### What is required:
Repeat the records in full, exactly.

╔══

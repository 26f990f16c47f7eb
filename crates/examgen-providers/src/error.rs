//! Provider error types.
//!
//! Failures of the AI question-generation backends, typed so callers can
//! decide between retrying, switching engine, and giving up without string
//! matching.

use thiserror::Error;

/// Errors that can occur when talking to a generation backend.
#[derive(Debug, Error)]
pub enum ProviderError {
    /// The API returned a 429 rate limit response.
    #[error("rate limited, retry after {retry_after_ms}ms")]
    RateLimited { retry_after_ms: u64 },

    /// Authentication failed (missing or invalid API key).
    #[error("authentication failed: {0}")]
    AuthenticationFailed(String),

    /// The requested model does not exist (or is not pulled locally).
    #[error("model not found: {0}")]
    ModelNotFound(String),

    /// The API returned an error response.
    #[error("API error (HTTP {status}): {message}")]
    ApiError { status: u16, message: String },

    /// The request timed out.
    #[error("request timed out after {0}s")]
    Timeout(u64),

    /// A network error occurred.
    #[error("network error: {0}")]
    NetworkError(String),

    /// The model answered, but not with a parseable question bank.
    #[error("generated text is not a valid question bank: {0}")]
    InvalidBank(String),
}

impl ProviderError {
    /// Returns `true` if this error is permanent and should not be retried.
    pub fn is_permanent(&self) -> bool {
        matches!(
            self,
            ProviderError::AuthenticationFailed(_) | ProviderError::ModelNotFound(_)
        )
    }

    /// Returns the retry-after delay in milliseconds, if applicable.
    pub fn retry_after_ms(&self) -> Option<u64> {
        match self {
            ProviderError::RateLimited { retry_after_ms } => Some(*retry_after_ms),
            _ => None,
        }
    }
}

#[cfg(test)]
mod tests {
    use super::*;

    #[test]
    fn permanence_classification() {
        assert!(ProviderError::ModelNotFound("x".into()).is_permanent());
        assert!(ProviderError::AuthenticationFailed("x".into()).is_permanent());
        assert!(!ProviderError::RateLimited {
            retry_after_ms: 100
        }
        .is_permanent());
        assert!(!ProviderError::NetworkError("x".into()).is_permanent());
    }

    #[test]
    fn retry_hint() {
        assert_eq!(
            ProviderError::RateLimited {
                retry_after_ms: 5000
            }
            .retry_after_ms(),
            Some(5000)
        );
        assert_eq!(ProviderError::Timeout(60).retry_after_ms(), None);
    }
}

╚══

### Expected answer:
repository 26f990f16c47f7eb
filename crates/examgen-providers/src/error.rs
//! Provider error types.
//!
//! Failures of the AI question-generation backends, typed so callers can
//! decide between retrying, switching engine, and giving up without string
//! matching.

use thiserror::Error;

/// Errors that can occur when talking to a generation backend.
#[derive(Debug, Error)]
pub enum ProviderError {
    /// The API returned a 429 rate limit response.
    #[error("rate limited, retry after {retry_after_ms}ms")]
    RateLimited { retry_after_ms: u64 },

    /// Authentication failed (missing or invalid API key).
    #[error("authentication failed: {0}")]
    AuthenticationFailed(String),

    /// The requested model does not exist (or is not pulled locally).
    #[error("model not found: {0}")]
    ModelNotFound(String),

    /// The API returned an error response.
    #[error("API error (HTTP {status}): {message}")]
    ApiError { status: u16, message: String },

    /// The request timed out.
    #[error("request timed out after {0}s")]
    Timeout(u64),

    /// A network error occurred.
    #[error("network error: {0}")]
    NetworkError(String),

    /// The model answered, but not with a parseable question bank.
    #[error("generated text is not a valid question bank: {0}")]
    InvalidBank(String),
}

impl ProviderError {
    /// Returns `true` if this error is permanent and should not be retried.
    pub fn is_permanent(&self) -> bool {
        matches!(
            self,
            ProviderError::AuthenticationFailed(_) | ProviderError::ModelNotFound(_)
        )
    }

    /// Returns the retry-after delay in milliseconds, if applicable.
    pub fn retry_after_ms(&self) -> Option<u64> {
        match self {
            ProviderError::RateLimited { retry_after_ms } => Some(*retry_after_ms),
            _ => None,
        }
    }
}

#[cfg(test)]
mod tests {
    use super::*;

    #[test]
    fn permanence_classification() {
        assert!(ProviderError::ModelNotFound("x".into()).is_permanent());
        assert!(ProviderError::AuthenticationFailed("x".into()).is_permanent());
        assert!(!ProviderError::RateLimited {
            retry_after_ms: 100
        }
        .is_permanent());
        assert!(!ProviderError::NetworkError("x".into()).is_permanent());
    }

    #[test]
    fn retry_hint() {
        assert_eq!(
            ProviderError::RateLimited {
                retry_after_ms: 5000
            }
            .retry_after_ms(),
            Some(5000)
        );
        assert_eq!(ProviderError::Timeout(60).retry_after_ms(), None);
    }
}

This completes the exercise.